A research note published Sunday by Ming-Chi Kuo of TF Securities, and reported on by CNBC and elsewhere in the business press stated that Apple will not be including either earbud headphones or a power adapter with this year’s iPhones. Kuo also used the name “iPhone 12” in the report, although it’s not clear that’s the name Apple will use.
Kuo had said last month that the earphones were probably not going to be offered in the box. Analysts with Barclays, last week, had reached a similar conclusion about the lack of earbuds or a charger, according to MacRumors.

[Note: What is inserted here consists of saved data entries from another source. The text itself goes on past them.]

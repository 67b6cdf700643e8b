use std::sync::Arc;

use crate::broker::BrokerPublisher;
use crate::chat::router::MessageRouter;
use crate::config::{ChatSetMembers, DispatchConfig, KeepaliveConfig};
use crate::subscriptions::SubscriptionStore;
use crate::ws::dispatch::Dispatcher;
use crate::ws::ConnectionRegistry;

/// Shared application state passed to all handlers via axum State extractor.
#[derive(Clone)]
pub struct AppState {
    /// Live WebSocket connections, one per user id
    pub connections: ConnectionRegistry,
    /// User and chat subscription sets
    pub store: Arc<dyn SubscriptionStore>,
    /// Downstream message hand-off
    pub broker: Arc<dyn BrokerPublisher>,
    /// Publish queue, worker pool and dispatch counters
    pub dispatcher: Dispatcher,
    pub router: Arc<MessageRouter>,
    /// What POST /subscribe writes into the per-chat set
    pub chat_set_members: ChatSetMembers,
    pub keepalive: KeepaliveConfig,
    /// Outbound frames buffered per connection
    pub connection_queue_capacity: usize,
}

impl AppState {
    /// Wire up the registry, dispatcher and router around the given backends.
    /// Starts the publish workers, so it must run inside a Tokio runtime.
    pub fn new(
        store: Arc<dyn SubscriptionStore>,
        broker: Arc<dyn BrokerPublisher>,
        chat_set_members: ChatSetMembers,
        dispatch: &DispatchConfig,
        keepalive: KeepaliveConfig,
    ) -> Self {
        let connections = ConnectionRegistry::new();
        let dispatcher = Dispatcher::start(
            broker.clone(),
            dispatch.publish_queue_capacity,
            dispatch.publish_workers,
        );
        let router = Arc::new(MessageRouter::new(
            store.clone(),
            connections.clone(),
            dispatcher.clone(),
            dispatch.fanout_concurrency,
        ));

        Self {
            connections,
            store,
            broker,
            dispatcher,
            router,
            chat_set_members,
            keepalive,
            connection_queue_capacity: dispatch.connection_queue_capacity,
        }
    }
}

The move is seen as an effort to cut costs, as the addition of 5G capability is expected to make this year’s iPhones more expensive than previous editions have been. It will also, in theory, encourage users to make separate purchases of those items, or choosing the more expensive AirPods. A new 20W power adapter is also expected to be offered separately, per Kuo’s note.
The report by Kuo also predicted that Apple will release a new iPhone SE in 2021, also without headphones or a charger. Apple released an iPhone SE this spring, the first update to that lower-cost iPhone in four years.
Kuo and other analysts have been putting out predictions about what we’re likely to see in this year’s iPhones, and also about the likely timing for their arrival.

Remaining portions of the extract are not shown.